* **WHAT THE TASK REQUIRES**: Please write out, exactly as given, every line of the entries below up to and including the line with "<CourseSelect state=state".

[Stored data entries]
● ● ●
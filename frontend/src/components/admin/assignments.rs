use leptos::ev::SubmitEvent;
use leptos::prelude::*;
use portal_shared::protocol::AssignmentKind;

use super::{CourseSelect, NumberField, TextAreaField, TextField};
use crate::components::admin_dashboard::AdminActions;

#[component]
pub fn AssignmentsTab(actions: AdminActions) -> impl IntoView {
    let state = actions.state;
    let on_submit = move |ev: SubmitEvent| {
        ev.prevent_default();
        actions.create_assignment();
    };

    let kinds = AssignmentKind::ALL
        .into_iter()
        .map(|kind| {
            view! {
                <option
                    value=kind.as_str()
                    selected=move || state.with(|s| s.assignment_draft.kind == kind)
                >
                    {kind.label()}
                </option>
            }
        })
        .collect_view();

    view! {
        <div class="card bg-base-100 shadow-xl">
            <form class="card-body" on:submit=on_submit>
                <h2 class="card-title">"Create New Assignment"</h2>
                <div class="grid gap-4 md:grid-cols-2">
                    <CourseSelect state=state
                        get=|s| s.assignment_draft.course_id.clone()
                        set=|s, v| s.assignment_draft.course_id = v />
                    <TextField state=state label="Title" required=true
                        get=|s| s.assignment_draft.title.clone()
                        set=|s, v| s.assignment_draft.title = v />
                </div>
                <TextAreaField state=state label="Description"
                    get=|s| s.assignment_draft.description.clone()
                    set=|s, v| s.assignment_draft.description = v />
                <div class="grid gap-4 md:grid-cols-3">
                    <div class="form-control">
                        <label class="label">
                            <span class="label-text">"Assignment Type"</span>
                        </label>
                        <select
                            class="select select-bordered w-full"
                            on:change=move |ev| {
                                let kind = AssignmentKind::from_value(&event_target_value(&ev));
                                state.update(|s| s.assignment_draft.kind = kind);
                            }
                        >
                            {kinds}
                        </select>
                    </div>
                    <NumberField state=state label="Order" min=1
                        get=|s| s.assignment_draft.order
                        set=|s, v| s.assignment_draft.order = v />
                    <NumberField state=state label="Week" min=1
                        get=|s| s.assignment_draft.week
                        set=|s, v| s.assignment_draft.week = v />
                </div>
                <div class="grid gap-4 md:grid-cols-3">
                    <TextAreaField state=state label="Blog Links (one per line)"
                        placeholder="https://blog.example.com/post1"
                        get=|s| s.assignment_links.blog.clone()
                        set=|s, v| s.assignment_links.blog = v />
                    <TextAreaField state=state label="GitHub Links (one per line)"
                        placeholder="https://github.com/user/repo"
                        get=|s| s.assignment_links.github.clone()
                        set=|s, v| s.assignment_links.github = v />
                    <TextAreaField state=state label="Study Materials (one per line)"
                        placeholder="https://docs.example.com/guide"
                        get=|s| s.assignment_links.study.clone()
                        set=|s, v| s.assignment_links.study = v />
                </div>
                <div class="grid gap-4 md:grid-cols-2">
                    <TextField state=state label="Due Date" kind="datetime-local"
                        get=|s| s.assignment_draft.due_date.clone()
                        set=|s, v| s.assignment_draft.due_date = v />
                    <TextField state=state label="Release Date" kind="datetime-local"
                        get=|s| s.assignment_draft.release_date.clone()
                        set=|s, v| s.assignment_draft.release_date = v />
                </div>
                <TextField state=state label="Repository URL" kind="url"
                    placeholder="https://github.com/org/assignment-repo"
                    get=|s| s.assignment_draft.repository_url.clone()
                    set=|s, v| s.assignment_draft.repository_url = v />
                <TextAreaField state=state label="Submission Instructions"
                    placeholder="Step-by-step instructions for submission..."
                    get=|s| s.assignment_draft.instructions.clone()
                    set=|s, v| s.assignment_draft.instructions = v />
                <div class="card-actions justify-end">
                    <button type="submit" class="btn btn-primary" disabled=move || state.with(|s| s.loading)>
                        "Create Assignment"
                    </button>
                </div>
            </form>
        </div>
    }
}
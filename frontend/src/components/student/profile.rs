use leptos::prelude::*;
use portal_shared::controller::student::profile_summary;

use crate::components::student_dashboard::StudentActions;

#[component]
pub fn StudentProfile(actions: StudentActions) -> impl IntoView {
    let state = actions.state;
    let user_id = actions.user_id();
    let summary = move || state.with(|s| profile_summary(user_id.clone(), &s.courses));

    let stat = |title: &'static str, value: String| {
        view! {
            <div class="stat">
                <div class="stat-title">{title}</div>
                <div class="stat-value text-primary">{value}</div>
            </div>
        }
    };

    view! {
        <div class="space-y-4">
            <h1 class="text-3xl font-bold">"My Profile"</h1>
            {move || {
                let summary = summary();
                view! {
                    <div class="card bg-base-100 shadow-xl">
                        <div class="card-body">
                            <p class="text-sm opacity-70">
                                "Student ID: "
                                <span class="font-mono">{summary.user_id.unwrap_or_else(|| "-".to_string())}</span>
                            </p>
                        </div>
                    </div>
                    <div class="stats stats-vertical md:stats-horizontal shadow w-full bg-base-100">
                        {stat("Enrolled Courses", summary.enrolled.to_string())}
                        {stat("Certificates", summary.certificates.to_string())}
                        {stat("Assignments Completed", summary.assignments_completed.to_string())}
                        {stat("Exams Passed", summary.exams_passed.to_string())}
                    </div>
                }
            }}
        </div>
    }
}
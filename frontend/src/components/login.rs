use leptos::ev::SubmitEvent;
use leptos::prelude::*;
use leptos::task::spawn_local;
use portal_shared::controller::login::{LoginState, sign_in};

use crate::api::use_api;
use crate::web::router::use_router;

#[component]
pub fn LoginPage() -> impl IntoView {
    let api = use_api();
    let router = use_router();

    // 每次挂载都是一份全新的表单
    let state = RwSignal::new(LoginState::default());

    let on_submit = move |ev: SubmitEvent| {
        ev.prevent_default();
        let mut started = false;
        state.update(|s| started = s.begin_submit());
        if !started {
            return;
        }

        let (email, password) = state.with_untracked(|s| (s.email.clone(), s.password.clone()));
        let api = api.get_value();
        spawn_local(async move {
            let outcome = sign_in(&api, &email, &password).await;
            let mut next = None;
            state.update(|s| next = s.finish(&outcome));
            if let Some(route) = next {
                router.navigate_to(route);
            }
        });
    };

    let is_submitting = move || state.with(|s| s.is_submitting());
    let error_msg = move || state.with(|s| s.error().map(str::to_string));

    view! {
        <div class="hero min-h-screen bg-base-200">
            <div class="hero-content flex-col lg:flex-row-reverse w-full max-w-4xl gap-8">
                <div class="text-center lg:text-left">
                    <h1 class="text-4xl font-bold">"Learn & Grow"</h1>
                    <p class="py-4 text-base-content/70">
                        "Master new skills with our comprehensive training platform. Access courses designed for professional development."
                    </p>
                </div>

                <div class="card shrink-0 w-full max-w-md shadow-2xl bg-base-100">
                    <form class="card-body" on:submit=on_submit>
                        <h2 class="card-title">"Login"</h2>
                        {move || error_msg().map(|msg| view! {
                            <div role="alert" class="alert alert-error text-sm py-2">
                                <span>{msg}</span>
                            </div>
                        })}

                        <div class="form-control">
                            <label class="label" for="email">
                                <span class="label-text">"Email"</span>
                            </label>
                            <input
                                id="email"
                                type="email"
                                placeholder="you@example.com"
                                autocomplete="email"
                                on:input=move |ev| state.update(|s| s.email = event_target_value(&ev))
                                prop:value=move || state.with(|s| s.email.clone())
                                disabled=is_submitting
                                class="input input-bordered"
                                required
                            />
                        </div>
                        <div class="form-control">
                            <label class="label" for="password">
                                <span class="label-text">"Password"</span>
                            </label>
                            <input
                                id="password"
                                type="password"
                                placeholder="••••••••"
                                autocomplete="current-password"
                                on:input=move |ev| state.update(|s| s.password = event_target_value(&ev))
                                prop:value=move || state.with(|s| s.password.clone())
                                disabled=is_submitting
                                class="input input-bordered"
                                required
                            />
                        </div>
                        <div class="form-control mt-6">
                            <button class="btn btn-primary" disabled=move || !state.with(|s| s.can_submit())>
                                {move || if is_submitting() {
                                    view! { <span class="loading loading-spinner"></span> "Logging in..." }.into_any()
                                } else {
                                    "Login".into_any()
                                }}
                            </button>
                        </div>
                    </form>
                </div>
            </div>
        </div>
    }
}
● ● ●
* **RESPONSE**:
filename frontend/src/components/admin/assignments.rs
use leptos::ev::SubmitEvent;
use leptos::prelude::*;
use portal_shared::protocol::AssignmentKind;

use super::{CourseSelect, NumberField, TextAreaField, TextField};
use crate::components::admin_dashboard::AdminActions;

#[component]
pub fn AssignmentsTab(actions: AdminActions) -> impl IntoView {
    let state = actions.state;
    let on_submit = move |ev: SubmitEvent| {
        ev.prevent_default();
        actions.create_assignment();
    };

    let kinds = AssignmentKind::ALL
        .into_iter()
        .map(|kind| {
            view! {
                <option
                    value=kind.as_str()
                    selected=move || state.with(|s| s.assignment_draft.kind == kind)
                >
                    {kind.label()}
                </option>
            }
        })
        .collect_view();

    view! {
        <div class="card bg-base-100 shadow-xl">
            <form class="card-body" on:submit=on_submit>
                <h2 class="card-title">"Create New Assignment"</h2>
                <div class="grid gap-4 md:grid-cols-2">
                    <CourseSelect state=state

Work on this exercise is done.